■ **Data for this task**
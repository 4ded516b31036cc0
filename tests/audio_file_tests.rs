// Tests for WAV fixture loading

use anyhow::Result;
use parley::AudioFile;
use tempfile::TempDir;

fn write_wav(path: &std::path::Path, channels: u16, samples: &[i16]) -> Result<()> {
    let spec = hound::WavSpec {
        channels,
        sample_rate: 16000,
        bits_per_sample: 16,
        sample_format: hound::SampleFormat::Int,
    };

    let mut writer = hound::WavWriter::create(path, spec)?;
    for &sample in samples {
        writer.write_sample(sample)?;
    }
    writer.finalize()?;
    Ok(())
}

#[test]
fn test_open_mono_wav() -> Result<()> {
    let dir = TempDir::new()?;
    let path = dir.path().join("mono.wav");

    // One second of a constant positive level
    let samples = vec![i16::MAX / 2; 16000];
    write_wav(&path, 1, &samples)?;

    let audio = AudioFile::open(&path)?;

    assert_eq!(audio.sample_rate, 16000);
    assert_eq!(audio.samples.len(), 16000);
    assert!((audio.duration_seconds - 1.0).abs() < 1e-9);
    assert!((audio.samples[0] - 0.5).abs() < 0.01);

    Ok(())
}

#[test]
fn test_stereo_wav_averaged_to_mono() -> Result<()> {
    let dir = TempDir::new()?;
    let path = dir.path().join("stereo.wav");

    // Left at half scale, right silent: mono average is a quarter scale
    let mut interleaved = Vec::new();
    for _ in 0..8000 {
        interleaved.push(i16::MAX / 2);
        interleaved.push(0);
    }
    write_wav(&path, 2, &interleaved)?;

    let audio = AudioFile::open(&path)?;

    assert_eq!(audio.samples.len(), 8000);
    assert!((audio.samples[0] - 0.25).abs() < 0.01);

    Ok(())
}

#[test]
fn test_missing_file_is_an_error() {
    assert!(AudioFile::open("does/not/exist.wav").is_err());
}
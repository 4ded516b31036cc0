pub mod buffer;
pub mod capture;
pub mod file;
pub mod vad;

pub use buffer::{AudioChunk, ChunkBuffer, ChunkBufferConfig};
pub use capture::{AudioFrame, AudioSource, CaptureBackend, CaptureStreams, ScriptedCapture};
pub use file::AudioFile;
pub use vad::{VadConfig, VoiceActivityDetector};
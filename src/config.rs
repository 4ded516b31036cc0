use anyhow::Result;
use serde::Deserialize;
use std::time::Duration;

use crate::audio::{ChunkBufferConfig, VadConfig};
use crate::detect::DetectorConfig;
use crate::recorder::RecorderConfig;

/// File-backed configuration for the whole pipeline.
///
/// Every tuning constant (VAD thresholds, confidence weights, durations) is
/// overridable; the defaults are the tuned values the components ship with.
#[derive(Debug, Deserialize)]
pub struct Config {
    #[serde(default)]
    pub service: ServiceConfig,
    #[serde(default)]
    pub audio: AudioSettings,
    #[serde(default)]
    pub vad: VadSettings,
    #[serde(default)]
    pub detector: DetectorSettings,
    #[serde(default)]
    pub diarization: DiarizationSettings,
}

#[derive(Debug, Deserialize)]
pub struct ServiceConfig {
    pub name: String,
}

impl Default for ServiceConfig {
    fn default() -> Self {
        Self {
            name: "parley".to_string(),
        }
    }
}

#[derive(Debug, Deserialize)]
pub struct AudioSettings {
    pub sample_rate: u32,
    pub chunk_duration_secs: u64,
    pub overlap_duration_secs: u64,
}

impl Default for AudioSettings {
    fn default() -> Self {
        let chunk = ChunkBufferConfig::default();
        Self {
            sample_rate: chunk.sample_rate,
            chunk_duration_secs: chunk.chunk_duration_secs,
            overlap_duration_secs: chunk.overlap_duration_secs,
        }
    }
}

#[derive(Debug, Deserialize)]
pub struct VadSettings {
    pub mic_threshold: f32,
    pub system_threshold: f32,
}

impl Default for VadSettings {
    fn default() -> Self {
        let vad = VadConfig::default();
        Self {
            mic_threshold: vad.mic_threshold,
            system_threshold: vad.system_threshold,
        }
    }
}

#[derive(Debug, Deserialize)]
pub struct DetectorSettings {
    pub start_confidence: f32,
    pub silence_timeout_secs: u64,
    pub alternation_weight: f32,
    pub mutual_activity_weight: f32,
    pub speech_shape_weight: f32,
    pub meeting_app_boost: f32,
    pub meeting_app_speech_boost: f32,
    pub calendar_boost: f32,
}

impl Default for DetectorSettings {
    fn default() -> Self {
        let detector = DetectorConfig::default();
        Self {
            start_confidence: detector.start_confidence,
            silence_timeout_secs: detector.silence_timeout.as_secs(),
            alternation_weight: detector.alternation_weight,
            mutual_activity_weight: detector.mutual_activity_weight,
            speech_shape_weight: detector.speech_shape_weight,
            meeting_app_boost: detector.meeting_app_boost,
            meeting_app_speech_boost: detector.meeting_app_speech_boost,
            calendar_boost: detector.calendar_boost,
        }
    }
}

#[derive(Debug, Deserialize)]
pub struct DiarizationSettings {
    pub window_secs: u64,
}

impl Default for DiarizationSettings {
    fn default() -> Self {
        Self {
            window_secs: RecorderConfig::default().diarization_window_secs,
        }
    }
}

impl Config {
    pub fn load(path: &str) -> Result<Self> {
        let settings = config::Config::builder()
            .add_source(config::File::with_name(path))
            .build()?;

        Ok(settings.try_deserialize()?)
    }

    /// Built-in defaults when no config file is present
    pub fn defaults() -> Self {
        Self {
            service: ServiceConfig::default(),
            audio: AudioSettings::default(),
            vad: VadSettings::default(),
            detector: DetectorSettings::default(),
            diarization: DiarizationSettings::default(),
        }
    }

    pub fn chunk_buffer_config(&self) -> ChunkBufferConfig {
        ChunkBufferConfig {
            sample_rate: self.audio.sample_rate,
            chunk_duration_secs: self.audio.chunk_duration_secs,
            overlap_duration_secs: self.audio.overlap_duration_secs,
            ..ChunkBufferConfig::default()
        }
    }

    pub fn detector_config(&self) -> DetectorConfig {
        DetectorConfig {
            start_confidence: self.detector.start_confidence,
            silence_timeout: Duration::from_secs(self.detector.silence_timeout_secs),
            alternation_weight: self.detector.alternation_weight,
            mutual_activity_weight: self.detector.mutual_activity_weight,
            speech_shape_weight: self.detector.speech_shape_weight,
            meeting_app_boost: self.detector.meeting_app_boost,
            meeting_app_speech_boost: self.detector.meeting_app_speech_boost,
            calendar_boost: self.detector.calendar_boost,
            vad: VadConfig {
                mic_threshold: self.vad.mic_threshold,
                system_threshold: self.vad.system_threshold,
            },
            ..DetectorConfig::default()
        }
    }

    pub fn recorder_config(&self) -> RecorderConfig {
        RecorderConfig {
            chunk: self.chunk_buffer_config(),
            diarization_window_secs: self.diarization.window_secs,
            ..RecorderConfig::default()
        }
    }
}

#[cfg(test)]
mod tests {
    use super::*;

    #[test]
    fn test_defaults_carry_tuned_values() {
        let cfg = Config::defaults();

        assert_eq!(cfg.audio.sample_rate, 16000);
        assert_eq!(cfg.audio.chunk_duration_secs, 15);
        assert!((cfg.detector.start_confidence - 0.7).abs() < 1e-6);
        assert_eq!(cfg.detector.silence_timeout_secs, 120);
        assert!(cfg.vad.mic_threshold < cfg.vad.system_threshold);
    }

    #[test]
    fn test_component_configs_reflect_settings() {
        let mut cfg = Config::defaults();
        cfg.audio.chunk_duration_secs = 30;
        cfg.detector.start_confidence = 0.9;

        assert_eq!(cfg.chunk_buffer_config().chunk_duration_secs, 30);
        assert!((cfg.detector_config().start_confidence - 0.9).abs() < 1e-6);
    }
}
// Auto-detect recording control
//
// Bridges the conversation detector's event stream to the recording
// coordinator: a Started event begins a recording, an Ended event stops it
// and forwards the finalized meeting to whoever persists it. Detector and
// coordinator are constructed by the caller and passed in; this module
// keeps no global state.

use std::sync::Arc;
use tokio::sync::mpsc;
use tokio::task::JoinHandle;
use tracing::{error, info, warn};

use super::coordinator::RecordingCoordinator;
use crate::detect::ConversationEvent;
use crate::meeting::FinalizedMeeting;

const FINALIZED_CHANNEL_CAPACITY: usize = 4;

/// Drives the coordinator from conversation detection events
pub struct AutoRecorder {
    task: JoinHandle<()>,
}

impl AutoRecorder {
    /// Spawn the controller. Returns the receiver of finalized meetings.
    pub fn spawn(
        coordinator: Arc<RecordingCoordinator>,
        mut events: mpsc::Receiver<ConversationEvent>,
    ) -> (Self, mpsc::Receiver<FinalizedMeeting>) {
        let (finalized_tx, finalized_rx) = mpsc::channel(FINALIZED_CHANNEL_CAPACITY);

        let task = tokio::spawn(async move {
            info!("Auto-detect recording controller started");

            while let Some(event) = events.recv().await {
                match event {
                    ConversationEvent::Started { confidence, .. } => {
                        if coordinator.is_recording() {
                            continue;
                        }
                        info!(
                            "Conversation detected (confidence {:.2}), starting recording",
                            confidence
                        );
                        if let Err(e) = coordinator.start().await {
                            error!("Auto-start failed: {}", e);
                        }
                    }
                    ConversationEvent::Ended { .. } => {
                        if !coordinator.is_recording() {
                            continue;
                        }
                        info!("Conversation ended, stopping recording");
                        match coordinator.stop().await {
                            Ok(meeting) => {
                                if finalized_tx.send(meeting).await.is_err() {
                                    warn!("Finalized meeting receiver dropped");
                                    break;
                                }
                            }
                            Err(e) => error!("Auto-stop failed: {}", e),
                        }
                    }
                }
            }

            info!("Auto-detect recording controller stopped");
        });

        (Self { task }, finalized_rx)
    }

    /// Stop the controller task (does not stop an in-progress recording)
    pub fn shutdown(self) {
        self.task.abort();
    }
}
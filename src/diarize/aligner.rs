// Maps diarization segments onto transcript time windows
//
// The diarization engine re-reports its full latest segmentation on every
// call (ids can merge between reports), so `update` replaces the current
// view rather than accumulating. Speaking times and speaker sets are always
// derived from the most recent report.

use std::collections::{HashMap, HashSet};
use tracing::debug;

use super::DiarizationSegment;

/// Aligns speaker segments with transcript windows
pub struct SegmentAligner {
    segments: Vec<DiarizationSegment>,
    speaking_times: HashMap<i32, f64>,
}

impl SegmentAligner {
    pub fn new() -> Self {
        Self {
            segments: Vec::new(),
            speaking_times: HashMap::new(),
        }
    }

    /// Replace the current segment view with the engine's latest report
    pub fn update(&mut self, segments: Vec<DiarizationSegment>) {
        self.speaking_times.clear();
        for segment in &segments {
            *self.speaking_times.entry(segment.speaker_id).or_insert(0.0) +=
                segment.duration_secs() as f64;
        }

        debug!(
            "Aligner updated: {} segments, {} speakers",
            segments.len(),
            self.speaking_times.len()
        );

        self.segments = segments;
    }

    /// Speaker whose segments cover the greatest total duration within the
    /// queried window (majority-overlap vote). `None` if nothing overlaps.
    pub fn dominant_speaker(&self, window_start_secs: f64, window_duration_secs: f64) -> Option<i32> {
        let window_end = window_start_secs + window_duration_secs;
        let mut overlap_by_speaker: HashMap<i32, f64> = HashMap::new();

        for segment in &self.segments {
            let overlap_start = (segment.start_secs as f64).max(window_start_secs);
            let overlap_end = (segment.end_secs as f64).min(window_end);
            let overlap = overlap_end - overlap_start;

            if overlap > 0.0 {
                *overlap_by_speaker.entry(segment.speaker_id).or_insert(0.0) += overlap;
            }
        }

        overlap_by_speaker
            .into_iter()
            .max_by(|(_, a), (_, b)| a.total_cmp(b))
            .map(|(speaker_id, _)| speaker_id)
    }

    /// Total speech duration per speaker across the current segment view
    pub fn speaking_times(&self) -> &HashMap<i32, f64> {
        &self.speaking_times
    }

    /// Distinct speaker ids in the current segment view
    pub fn unique_speakers(&self) -> HashSet<i32> {
        self.segments.iter().map(|s| s.speaker_id).collect()
    }

    pub fn reset(&mut self) {
        self.segments.clear();
        self.speaking_times.clear();
    }
}

impl Default for SegmentAligner {
    fn default() -> Self {
        Self::new()
    }
}

#[cfg(test)]
mod tests {
    use super::*;

    fn segment(speaker_id: i32, start_secs: f32, end_secs: f32) -> DiarizationSegment {
        DiarizationSegment {
            speaker_id,
            start_secs,
            end_secs,
            embedding: Vec::new(),
        }
    }

    #[test]
    fn test_dominant_speaker_by_overlap() {
        let mut aligner = SegmentAligner::new();
        aligner.update(vec![
            segment(0, 0.0, 4.0),  // 4s inside the window
            segment(1, 3.0, 12.0), // 7s inside the window
        ]);

        assert_eq!(aligner.dominant_speaker(0.0, 10.0), Some(1));
    }

    #[test]
    fn test_no_overlap_returns_none() {
        let mut aligner = SegmentAligner::new();
        aligner.update(vec![segment(0, 0.0, 5.0)]);

        assert_eq!(aligner.dominant_speaker(10.0, 10.0), None);
    }

    #[test]
    fn test_speaking_times_sum_segments() {
        let mut aligner = SegmentAligner::new();
        aligner.update(vec![
            segment(0, 0.0, 3.0),
            segment(1, 3.0, 5.0),
            segment(0, 5.0, 9.0),
        ]);

        let times = aligner.speaking_times();
        assert!((times[&0] - 7.0).abs() < 1e-6);
        assert!((times[&1] - 2.0).abs() < 1e-6);
    }

    #[test]
    fn test_update_replaces_after_speaker_merge() {
        let mut aligner = SegmentAligner::new();
        aligner.update(vec![segment(0, 0.0, 3.0), segment(1, 3.0, 6.0)]);
        assert_eq!(aligner.unique_speakers().len(), 2);

        // Engine merged speaker 1 into 0 and re-reported
        aligner.update(vec![segment(0, 0.0, 6.0)]);

        let speakers = aligner.unique_speakers();
        assert_eq!(speakers.len(), 1);
        assert!(speakers.contains(&0));
        assert!((aligner.speaking_times()[&0] - 6.0).abs() < 1e-6);
    }
}
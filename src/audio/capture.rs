use anyhow::Result;
use std::time::Duration;
use tokio::sync::mpsc;
use tracing::info;

/// Audio stream source type
#[derive(Debug, Clone, Copy, PartialEq, Eq, Hash)]
pub enum AudioSource {
    /// Microphone input (the local party)
    Microphone,
    /// System audio (the remote party: call apps, browser, etc.)
    System,
}

/// Raw audio delivered by a capture backend (f32 PCM, mono)
#[derive(Debug, Clone)]
pub struct AudioFrame {
    /// Mono samples in [-1.0, 1.0]
    pub samples: Vec<f32>,
    /// Sample rate in Hz
    pub sample_rate: u32,
    /// Timestamp in milliseconds since capture started
    pub timestamp_ms: u64,
    /// Which stream this frame came from
    pub source: AudioSource,
}

/// The two independent streams a capture backend produces
pub struct CaptureStreams {
    pub mic: mpsc::Receiver<AudioFrame>,
    pub system: mpsc::Receiver<AudioFrame>,
}

/// Audio capture backend trait
///
/// The real backend is platform capture machinery outside this crate
/// (microphone device plus a system-audio tap). Implementations deliver two
/// independent frame streams at a fixed sample rate and report fatal
/// capture-start errors (permission denied, no capturable source) from
/// `start`.
#[async_trait::async_trait]
pub trait CaptureBackend: Send + Sync {
    /// Start capturing audio from both sources
    async fn start(&mut self) -> Result<CaptureStreams>;

    /// Stop capturing audio
    async fn stop(&mut self) -> Result<()>;

    /// Check if backend is currently capturing
    fn is_capturing(&self) -> bool;

    /// Get backend name for logging
    fn name(&self) -> &str;
}

/// Capture backend that replays preloaded sample buffers on a timer.
///
/// Used by the demo binary (fed from WAV fixtures) and by integration tests.
/// Each source's samples are sliced into `frame_duration` frames and sent at
/// that cadence until exhausted, then the stream closes.
pub struct ScriptedCapture {
    sample_rate: u32,
    frame_duration: Duration,
    mic_samples: Vec<f32>,
    system_samples: Vec<f32>,
    capturing: bool,
    /// When true, frames are sent back-to-back without sleeping
    realtime: bool,
}

impl ScriptedCapture {
    pub fn new(sample_rate: u32, mic_samples: Vec<f32>, system_samples: Vec<f32>) -> Self {
        Self {
            sample_rate,
            frame_duration: Duration::from_millis(100),
            mic_samples,
            system_samples,
            capturing: false,
            realtime: true,
        }
    }

    /// Deliver frames as fast as possible instead of at capture cadence
    pub fn immediate(mut self) -> Self {
        self.realtime = false;
        self
    }

    fn spawn_feeder(
        samples: Vec<f32>,
        source: AudioSource,
        sample_rate: u32,
        frame_duration: Duration,
        realtime: bool,
    ) -> mpsc::Receiver<AudioFrame> {
        let (tx, rx) = mpsc::channel(100);
        let frame_len =
            (sample_rate as u64 * frame_duration.as_millis() as u64 / 1000) as usize;

        tokio::spawn(async move {
            let mut timestamp_ms = 0u64;

            for frame_samples in samples.chunks(frame_len.max(1)) {
                let frame = AudioFrame {
                    samples: frame_samples.to_vec(),
                    sample_rate,
                    timestamp_ms,
                    source,
                };

                if tx.send(frame).await.is_err() {
                    break; // Receiver dropped, stop feeding
                }

                timestamp_ms += frame_duration.as_millis() as u64;
                if realtime {
                    tokio::time::sleep(frame_duration).await;
                }
            }
        });

        rx
    }
}

#[async_trait::async_trait]
impl CaptureBackend for ScriptedCapture {
    async fn start(&mut self) -> Result<CaptureStreams> {
        info!(
            "Scripted capture starting: mic {} samples, system {} samples at {}Hz",
            self.mic_samples.len(),
            self.system_samples.len(),
            self.sample_rate
        );

        self.capturing = true;

        let mic = Self::spawn_feeder(
            std::mem::take(&mut self.mic_samples),
            AudioSource::Microphone,
            self.sample_rate,
            self.frame_duration,
            self.realtime,
        );
        let system = Self::spawn_feeder(
            std::mem::take(&mut self.system_samples),
            AudioSource::System,
            self.sample_rate,
            self.frame_duration,
            self.realtime,
        );

        Ok(CaptureStreams { mic, system })
    }

    async fn stop(&mut self) -> Result<()> {
        self.capturing = false;
        Ok(())
    }

    fn is_capturing(&self) -> bool {
        self.capturing
    }

    fn name(&self) -> &str {
        "scripted"
    }
}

■ **Problem description**
Please find how many lines of the entries above include the string "HashSet", giving the number and nothing else.

■ **Answer space**
2